Online shopping has boomed during the pandemic. Keystone / Peter Klaunzer

The boom in online trade and tighter border controls during the health crisis have led to a major increase in the number of counterfeit goods seized by federal customs.

This content was published on March 4, 2021 - 12:10
Keystone-SDA/jdp

On Thursday, the Federal Customs Administration reported that it had confiscated about 50% more fake products in 2020 than in the previous year. In 2020, 4,433 counterfeit products were seized, compared to 2,906 in 2019. The most common counterfeit products were watches, jewellery, glasses, and handbags.

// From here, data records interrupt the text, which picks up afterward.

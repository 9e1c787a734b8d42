use actix_web::{HttpResponse, http::header::ContentType};
use askama::Template;

use crate::model::{
    apperror::{ApplicationError, ErrorType},
    models::{Coordinate, UnitType, YearMonth},
};

#[derive(Template)]
#[template(path = "home.html")]
pub struct HomeTemplate;

#[derive(Template)]
#[template(path = "about.html")]
pub struct AboutTemplate;

#[derive(Template)]
#[template(path = "source.html")]
pub struct SourceTemplate;

/**
 * Postal codes and month range form.
 */
#[derive(Template)]
#[template(path = "by_zip_code.html")]
pub struct ZipCodeFormTemplate;

/**
 * Unit type form. Shows the entered postal codes with their coordinates.
 */
#[derive(Template)]
#[template(path = "select_type.html")]
pub struct SelectTypeTemplate {
    pub coordinates: Vec<(String, Coordinate)>,
    pub start_date: String,
    pub end_date: String,
    pub unit_types: Vec<UnitType>,
}

/**
 * Results page embedding the rendered chart.
 */
#[derive(Template)]
#[template(path = "show_prices.html")]
pub struct ShowPricesTemplate {
    pub unit_label: &'static str,
    pub postal_codes: Vec<String>,
    pub start_date: YearMonth,
    pub end_date: YearMonth,
    /**
     * Base64 encoded PNG.
     */
    pub plot_png: String,
}

/**
 * Renders a template into an HTML response.
 *
 * # Arguments
 * `template`: The page to render.
 *
 * # Returns
 * A Result containing the HTML response or an `ApplicationError` if rendering fails.
 */
pub fn render_page<T: Template>(template: &T) -> Result<HttpResponse, ApplicationError> {
    let html = template.render().map_err(|err| ApplicationError::new(ErrorType::Template, format!("Failed to render page: {err}")))?;
    Ok(HttpResponse::Ok().content_type(ContentType::html()).body(html))
}
pub mod apperror;
pub mod config;
pub mod db;
pub mod models;
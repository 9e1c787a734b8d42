mod api;
mod dao;
mod model;
mod service;

use std::sync::Arc;
use std::thread;
use std::time::Duration;

use crate::api::middleware::timing_middleware;
use crate::api::state::AppState;
use crate::dao::coordinates::CoordinateTable;
use crate::dao::prices::PriceDao;
use crate::model::apperror::{ApplicationError, ErrorType};
use crate::model::config::{ApplicationArguments, DatabaseType, HttpsConfig, LoggingConfig};
use crate::service::chart::PlottersChartRenderer;
use crate::service::prices::PriceService;

use actix_web::middleware::from_fn;
use actix_web::{App, HttpServer, web};
use actix_web_prom::{PrometheusMetrics, PrometheusMetricsBuilder};
use clap::Parser;
use prometheus::IntGauge;
use rustls::pki_types::PrivateKeyDer;
use rustls::{ServerConfig, SupportedProtocolVersion};
use rustls_pemfile::{certs, pkcs8_private_keys};
use sqlx::sqlite::SqlitePoolOptions;
use sqlx::{Pool, Sqlite};
use tracing_subscriber::EnvFilter;
use tracing_subscriber::{layer::SubscriberExt, util::SubscriberInitExt};

/**
 * Loads configuration and reference data, then serves the pages until shut down.
 */
#[actix_web::main]
async fn main() -> std::io::Result<()> {
    let args = ApplicationArguments::parse();

    let config = get_config(&args.config_file)?;

    init_tracing(&config.logging)?;

    let coordinates = CoordinateTable::load(&config.data.coordinates_file).map_err(|err| std::io::Error::other(format!("Failed to load coordinates: {err}")))?;
    let coordinate_count = coordinates.len();

    let connection_pool: Pool<Sqlite> = match config.clone().database.db_type {
        DatabaseType::Sqlite { connection_string, max_connections, min_connections, acquire_timeout, idle_timeout, max_lifetime } => SqlitePoolOptions::new()
            .max_connections(max_connections)
            .min_connections(min_connections)
            .acquire_timeout(Duration::from_millis(acquire_timeout))
            .idle_timeout(Duration::from_millis(idle_timeout))
            .max_lifetime(Duration::from_millis(max_lifetime))
            .connect(connection_string.as_str())
            .await
            .map_err(|err| std::io::Error::other(format!("Failed to create database pool: {err}")))?,
    };
    let connection_pool = Arc::new(connection_pool);

    let price_service = PriceService::new(PriceDao::new(), connection_pool.as_ref().clone(), Arc::new(PlottersChartRenderer::new()));

    let state = web::Data::new(AppState::new(coordinates, price_service, config.data.dashboard_url.clone()));

    let prometheus = PrometheusMetricsBuilder::new("zip_prices")
        .endpoint("/metrics")
        .mask_unmatched_patterns("UNKNOWN")
        .build()
        .map_err(|err| std::io::Error::other(format!("Failed to create Prometheus metrics: {err}")))?;

    let coordinates_gauge = IntGauge::new("coordinate_entries", "Postal codes with known coordinates").map_err(|err| std::io::Error::other(format!("Failed to create coordinate_entries gauge: {err}")))?;
    let active_connections_gauge = IntGauge::new("active_connections", "Connection pool active").map_err(|err| std::io::Error::other(format!("Failed to create active_connections gauge: {err}")))?;
    let idle_connections_gauge = IntGauge::new("idle_connections", "Connection pool idle").map_err(|err| std::io::Error::other(format!("Failed to create idle_connections gauge: {err}")))?;
    register_prometheus_metrics(&prometheus, &coordinates_gauge)?;
    register_prometheus_metrics(&prometheus, &active_connections_gauge)?;
    register_prometheus_metrics(&prometheus, &idle_connections_gauge)?;
    coordinates_gauge.set(i64::try_from(coordinate_count).unwrap_or(i64::MAX));

    gather_db_metrics(active_connections_gauge, idle_connections_gauge, connection_pool);

    let server_init = HttpServer::new(move || App::new().wrap(prometheus.clone()).wrap(from_fn(timing_middleware)).app_data(state.clone()).configure(api::endpoints::configure));

    let bind_address = config.server.bind_address.as_str();
    let server_init = if let Some(http_port) = config.server.http_port {
        tracing::info!("Listening for HTTP on {}:{}", bind_address, http_port);
        server_init.bind((bind_address, http_port))?
    } else {
        server_init
    };
    let server_init = if let Some(https_config) = &config.server.https_config {
        let ssl_builder = ssl_builder(https_config).map_err(|err| std::io::Error::other(format!("Failed to create SSL/TLS configuration: {err}")))?;
        tracing::info!("Listening for HTTPS on {}:{}", bind_address, https_config.port);
        server_init.bind_rustls_0_23((bind_address, https_config.port), ssl_builder).map_err(|err| std::io::Error::other(format!("Failed to bind HTTPS server: {err}")))?
    } else {
        server_init
    };

    server_init.workers(config.server.workers).run().await
}

/**
 * Initializes the tracing subscriber for the application.
 *
 * #Arguments
 * `logging`: Output flags and extra filter directives. `RUST_LOG` is used as the base filter when set.
 *
 * #Returns
 * A `Result` indicating success or failure.
 */
fn init_tracing(logging: &LoggingConfig) -> Result<(), std::io::Error> {
    let mut env_filter = EnvFilter::try_from_default_env().unwrap_or_else(|_| EnvFilter::new("info"));
    for directive in &logging.directives {
        env_filter = env_filter.add_directive(directive.parse().map_err(|err| std::io::Error::other(format!("Invalid logging directive {directive}: {err}")))?);
    }

    let fmt_layer = tracing_subscriber::fmt::layer()
        .with_target(logging.target)
        .with_thread_ids(logging.thread_ids)
        .with_thread_names(logging.thread_names)
        .with_line_number(logging.line_number)
        .with_level(logging.level)
        .with_ansi(logging.ansi)
        .with_file(logging.file);

    tracing_subscriber::registry().with(env_filter).with(fmt_layer).try_init().map_err(|err| std::io::Error::other(format!("Failed to initialize logging: {err}")))?;

    Ok(())
}

/**
 * Registers custom Prometheus metrics.
 *
 * #Arguments
 * `prometheus_metrics`: The Prometheus metrics instance to register the gauge with.
 * `gauge`: The gauge to register.
 */
fn register_prometheus_metrics(prometheus_metrics: &PrometheusMetrics, gauge: &IntGauge) -> Result<(), std::io::Error> {
    prometheus_metrics.registry.register(Box::new(gauge.clone())).map_err(|err| std::io::Error::other(format!("Failed to register Prometheus gauge: {err}")))?;
    Ok(())
}

/**
 * Gathers database metrics in a separate thread.
 *
 * #Arguments
 * `active_connections_gauge`: Gauge for open connections.
 * `idle_connections_gauge`: Gauge for idle connections.
 * `connection_pool`: The connection pool to gather metrics from.
 */
fn gather_db_metrics(active_connections_gauge: IntGauge, idle_connections_gauge: IntGauge, connection_pool: Arc<Pool<Sqlite>>) {
    thread::spawn(move || {
        loop {
            active_connections_gauge.set(i64::from(connection_pool.size()));
            idle_connections_gauge.set(i64::try_from(connection_pool.num_idle()).unwrap_or(i64::MAX));
            thread::sleep(Duration::from_secs(1));
        }
    });
}

/**
 * Initializes the SSL/TLS configuration for the server.
 *
 * #Arguments
 * `https_config`: The HTTPS configuration containing the certificate and private key files.
 *
 * #Returns
 * A `Result` containing the initialized `ServerConfig` or an `ApplicationError` if initialization fails.
 */
fn ssl_builder(https_config: &HttpsConfig) -> Result<ServerConfig, ApplicationError> {
    let config_builder = ServerConfig::builder_with_protocol_versions(&get_protocol_versions());
    let cert_file = &mut std::io::BufReader::new(
        std::fs::File::open(&https_config.certificate_file).map_err(|err| ApplicationError::new(ErrorType::Initialization, format!("Failed to read certificate file: {err}")))?,
    );
    let key_file = &mut std::io::BufReader::new(
        std::fs::File::open(&https_config.private_key_file).map_err(|err| ApplicationError::new(ErrorType::Initialization, format!("Failed to read private key file: {err}")))?,
    );
    let cert_chain = certs(cert_file).collect::<Result<Vec<_>, _>>().map_err(|err| ApplicationError::new(ErrorType::Initialization, format!("Failed to convert certificate to der: {err}")))?;
    let private_key = pkcs8_private_keys(key_file)
        .next()
        .ok_or_else(|| ApplicationError::new(ErrorType::Initialization, "Private key file contains no PKCS#8 key".to_string()))?
        .map(PrivateKeyDer::Pkcs8)
        .map_err(|err| ApplicationError::new(ErrorType::Initialization, format!("Failed to convert private key to der: {err}")))?;
    config_builder
        .with_no_client_auth()
        .with_single_cert(cert_chain, private_key)
        .map_err(|err| ApplicationError::new(ErrorType::Initialization, format!("Failed to create server config: {err}")))
}

/**
 * Returns the supported TLS protocol versions.
 */
fn get_protocol_versions() -> Vec<&'static SupportedProtocolVersion> {
    vec![&rustls::version::TLS13]
}

/**
 * Reads the configuration from the specified file.
 *
 * #Arguments
 * `config_file`: The path to the configuration file.
 *
 * #Returns
 * A `Result` containing the parsed `Config` or an `std::io::Error` if reading or parsing fails.
*/
fn get_config(config_file: &str) -> Result<model::config::Config, std::io::Error> {
    let config_str: String = std::fs::read_to_string(config_file).map_err(|err| std::io::Error::other(format!("Failed to read config file: {err}")))?;
    let config: model::config::Config = toml::from_str(&config_str).map_err(|err| std::io::Error::other(format!("Failed to parse config file: {err}")))?;
    Ok(config)
}
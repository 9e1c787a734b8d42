use crate::model::{
    apperror::{ApplicationError, ErrorType},
    models::{PricePoint, YearMonth},
};

/**
 * One row of a price table as returned by the series query.
 */
#[derive(Debug, Clone, sqlx::FromRow)]
pub struct PriceRow {
    #[sqlx(rename = "Year")]
    pub year: i64,
    #[sqlx(rename = "Month")]
    pub month: i64,
    /**
     * Null for months without a published price.
     */
    #[sqlx(rename = "Avg_Pricing_Month")]
    pub avg_pricing_month: Option<f64>,
}

impl PriceRow {
    /**
     * Converts the row into a price point.
     *
     * # Returns
     * `None` when the row has no price, otherwise the point or a database error if year or month are out of range.
     */
    pub fn into_point(self) -> Result<Option<PricePoint>, ApplicationError> {
        let Some(price) = self.avg_pricing_month else {
            return Ok(None);
        };
        let year = i32::try_from(self.year).map_err(|err| ApplicationError::new(ErrorType::DatabaseError, format!("Invalid year {} in price table: {err}", self.year)))?;
        let month = u32::try_from(self.month).map_err(|err| ApplicationError::new(ErrorType::DatabaseError, format!("Invalid month {} in price table: {err}", self.month)))?;
        let period = YearMonth::new(year, month).map_err(|err| ApplicationError::new(ErrorType::DatabaseError, err.message))?;
        Ok(Some(PricePoint::new(period, price)))
    }
}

According to customs authorities, one key reason for this increase is the rise in online shopping due to the closure of shops and a ban on cross-border shopping. The value of customs declarations reached CHF50 million ($54 million) in 2020, compared to CHF40 million in 2019.

Switzerland’s borders were closed and strictly controlled from March 13 last year to curb the spread of the coronavirus. The number of people crossing borders decreased by up to 80% throughout Switzerland. The country re-opened its borders in June, but certain travel restrictions remain in place.

The customs administration also points out that stronger checks at the border also contributed to the rise in seizures. This likely contributed to an increase in the amount of heroin and cocaine confiscated in 2020. Twice as much heroin was seized in 2020 than in the previous year.

The decline in travel in 2020 led to a drop in forged documents, such as passports. In 2020, there were 142 forged passports confiscated, half as many as in 2019. The share of seized medicines and doping substances also declined.

A historic drop in foreign trade in 2020 affected revenue collected from value-added tax. As a result, the Federal Customs Administration saw revenue drop from CHF23 billion to CHF21.8 billion in 2020.